The Kahkewistahaw First Nation (KFN) in Saskatchewan spent 13 years developing an Election Code. During much of this time, Louis Taypotat was Chief. On February 18, 2011, the community was authorized to operate under its own Kahkewistahaw Election Act, the requirements of which included a grade 12 education for those running for Chief or Band Councillor.
After having been Chief of the Kahkewistahaw First Nation for most of the previous three decades, Mr. Taypotat, at the age of 76, was barred from running for Chief in the first election under the Kahkewistahaw Election Act in May 2011. Despite holding an honourary diploma from the Saskatchewan Indian Institute of Technology, Mr. Taypotat’s education did not equal a grade 12 level.
Mr. Taypotat challenged the constitutionality of the Grade 12 requirement on the basis that it has a disproportionate effect on older community members who live on the reserve, claiming that educational attainment is equal to discrimination based on race and age.
The case was heard first at the Federal Trial Court, then at the Federal Court of Appeal and finally at the Supreme Court of Canada. The decisions of the various courts are outlined below.
Federal Trial Court Decision:
Educational attainment is not equivalent to race and age because it is within an individual’s control, it deals with personal attributes rather than group characteristics, it distinguishes between members based on merit, and educational upgrading is available for those who wish to qualify.
Federal Court of Appeal Decision:
The education requirement does create a discrimination on the grounds of age and Aboriginality-residence. The provision excluded a large segment of electors of the KFN, an unequal number of which are elders and on-reserve residents, from elected public office within the community.
Supreme Court of Canada Decision:
Mr. Taypotat failed to show evidence proving the relationship between age or residency on a reserve with education levels in the KFN to prove discrimination against older community members or community members who live on the reserve.

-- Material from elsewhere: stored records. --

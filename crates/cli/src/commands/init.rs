//! `wayfarer init` — Write a default config file.

use std::path::Path;
use wayfarer_config::AppConfig;

pub fn run(force: bool) -> Result<(), Box<dyn std::error::Error>> {
    let path = AppConfig::config_dir().join("config.toml");
    if write_default(&path, force)? {
        println!("✅ Wrote {}", path.display());
        println!("   Set api_key there, or export WAYFARER_API_KEY / OPENAI_API_KEY.");
    } else {
        println!("ℹ️  {} already exists (use --force to overwrite)", path.display());
    }
    Ok(())
}

/// Returns false when the file exists and `force` is not set.
fn write_default(path: &Path, force: bool) -> std::io::Result<bool> {
    if path.exists() && !force {
        return Ok(false);
    }
    if let Some(dir) = path.parent() {
        std::fs::create_dir_all(dir)?;
    }
    std::fs::write(path, AppConfig::default_toml())?;
    Ok(true)
}

#[cfg(test)]
mod tests {
    use super::*;

    #[test]
    fn writes_loadable_config_once() {
        let dir = tempfile::tempdir().unwrap();
        let path = dir.path().join("nested").join("config.toml");

        assert!(write_default(&path, false).unwrap());
        let config = AppConfig::load_from(&path).unwrap();
        assert_eq!(config.agent.max_steps, 10);

        std::fs::write(&path, "default_model = \"custom\"\n").unwrap();
        assert!(!write_default(&path, false).unwrap());
        assert_eq!(AppConfig::load_from(&path).unwrap().default_model, "custom");

        assert!(write_default(&path, true).unwrap());
        assert_eq!(AppConfig::load_from(&path).unwrap().default_model, "gpt-3.5-turbo");
    }
}
//! The chat API, nested under `/api`.
//!
//! - `POST   /api/chat`                  send a message, get the agent's answer
//! - `POST   /api/clear`                 clear a session's context
//! - `GET    /api/tools`                 list the tool catalogue
//! - `GET    /api/sessions/{id}/context` inspect a session's context
//! - `DELETE /api/sessions/{id}`         drop a session

use axum::{
    Router,
    body::Bytes,
    extract::{Path, State},
    http::StatusCode,
    response::Json,
    routing::{delete, get, post},
};
use chrono::Utc;
use serde::{Deserialize, Serialize};
use tracing::{error, info};

use wayfarer_agent::{LoopState, Outcome};
use wayfarer_core::message::Message;

use crate::SharedState;

/// Session used when a request does not name one.
pub const DEFAULT_SESSION: &str = "default";

pub fn api_router() -> Router<SharedState> {
    Router::new()
        .route("/chat", post(chat_handler))
        .route("/clear", post(clear_handler))
        .route("/tools", get(list_tools_handler))
        .route("/sessions/{id}/context", get(context_handler))
        .route("/sessions/{id}", delete(delete_session_handler))
}

// ── Types ─────────────────────────────────────────────────────────────────

#[derive(Debug, Deserialize)]
pub struct ChatRequest {
    pub message: String,
    #[serde(default)]
    pub session_id: Option<String>,
}

#[derive(Debug, Serialize, Deserialize)]
pub struct ChatResponse {
    pub session_id: String,
    pub response: String,
    pub outcome: Outcome,
    pub steps: usize,
    pub tool_calls: usize,
    pub timestamp: String,
}

#[derive(Debug, Default, Deserialize)]
pub struct ClearRequest {
    #[serde(default)]
    pub session_id: Option<String>,
}

#[derive(Debug, Serialize, Deserialize)]
pub struct ClearResponse {
    pub session_id: String,
    pub message: String,
}

#[derive(Debug, Serialize, Deserialize)]
pub struct ToolDto {
    pub name: String,
    pub description: String,
    pub parameters: serde_json::Value,
}

#[derive(Debug, Serialize, Deserialize)]
pub struct ToolListResponse {
    pub tools: Vec<ToolDto>,
    pub count: usize,
}

#[derive(Debug, Serialize)]
pub struct ContextResponse {
    pub session_id: String,
    pub state: LoopState,
    pub messages: Vec<Message>,
}

#[derive(Debug, Serialize, Deserialize)]
pub struct ErrorResponse {
    pub error: String,
}

type ApiError = (StatusCode, Json<ErrorResponse>);

fn api_error(status: StatusCode, message: impl Into<String>) -> ApiError {
    (
        status,
        Json(ErrorResponse {
            error: message.into(),
        }),
    )
}

fn session_or_default(id: Option<String>) -> String {
    id.filter(|s| !s.trim().is_empty())
        .unwrap_or_else(|| DEFAULT_SESSION.to_string())
}

// ── Handlers ──────────────────────────────────────────────────────────────

async fn chat_handler(
    State(state): State<SharedState>,
    Json(payload): Json<ChatRequest>,
) -> Result<Json<ChatResponse>, ApiError> {
    let message = payload.message.trim();
    if message.is_empty() {
        return Err(api_error(StatusCode::BAD_REQUEST, "Message cannot be empty"));
    }

    let session_id = session_or_default(payload.session_id);
    info!(session_id = %session_id, message_len = message.len(), "Chat request");

    let agent = state.sessions.get_or_create(&session_id).await;
    let result = agent.lock().await.process_turn(message).await;

    match result {
        Ok(turn) => Ok(Json(ChatResponse {
            session_id,
            response: turn.answer,
            outcome: turn.outcome,
            steps: turn.steps,
            tool_calls: turn.tool_calls_made,
            timestamp: Utc::now().to_rfc3339(),
        })),
        Err(e) => {
            error!(session_id = %session_id, error = %e, "Agent processing failed");
            Err(api_error(StatusCode::BAD_GATEWAY, e.to_string()))
        }
    }
}

/// Accepts an empty body as well as `{"session_id": ...}`.
async fn clear_handler(
    State(state): State<SharedState>,
    body: Bytes,
) -> Result<Json<ClearResponse>, ApiError> {
    let request = if body.iter().all(u8::is_ascii_whitespace) {
        ClearRequest::default()
    } else {
        serde_json::from_slice::<ClearRequest>(&body)
            .map_err(|e| api_error(StatusCode::BAD_REQUEST, format!("Invalid request: {e}")))?
    };

    let session_id = session_or_default(request.session_id);
    state.sessions.reset(&session_id).await;
    info!(session_id = %session_id, "Conversation cleared");

    Ok(Json(ClearResponse {
        session_id,
        message: "Conversation cleared".into(),
    }))
}

async fn list_tools_handler(State(state): State<SharedState>) -> Json<ToolListResponse> {
    let defs = state.tools.definitions();
    let count = defs.len();

    Json(ToolListResponse {
        tools: defs
            .into_iter()
            .map(|d| ToolDto {
                name: d.name,
                description: d.description,
                parameters: d.parameters,
            })
            .collect(),
        count,
    })
}

async fn context_handler(
    State(state): State<SharedState>,
    Path(id): Path<String>,
) -> Result<Json<ContextResponse>, ApiError> {
    let agent = state
        .sessions
        .get(&id)
        .await
        .ok_or_else(|| api_error(StatusCode::NOT_FOUND, format!("Session '{id}' not found")))?;
    let agent = agent.lock().await;

    Ok(Json(ContextResponse {
        session_id: id,
        state: agent.state(),
        messages: agent.context().to_vec(),
    }))
}

async fn delete_session_handler(
    State(state): State<SharedState>,
    Path(id): Path<String>,
) -> Result<StatusCode, ApiError> {
    if state.sessions.remove(&id).await {
        info!(session_id = %id, "Session deleted");
        Ok(StatusCode::NO_CONTENT)
    } else {
        Err(api_error(StatusCode::NOT_FOUND, format!("Session '{id}' not found")))
    }
}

The Court states that because the Kahkewistahaw Election Act requires the Chief and three of the four Councillors reside on the reserve during their term, members who live on the reserve are encouraged to participate in community governance as opposed to being discriminated against. Furthermore, the Court held that there was a lack of evidence connecting age and education from members of the KFN directly to establish discrimination based on age.
First Nations who are in the process of developing their own elections codes or in the process of revising existing election codes will want to consider whether or not their own codes comply with the Charter.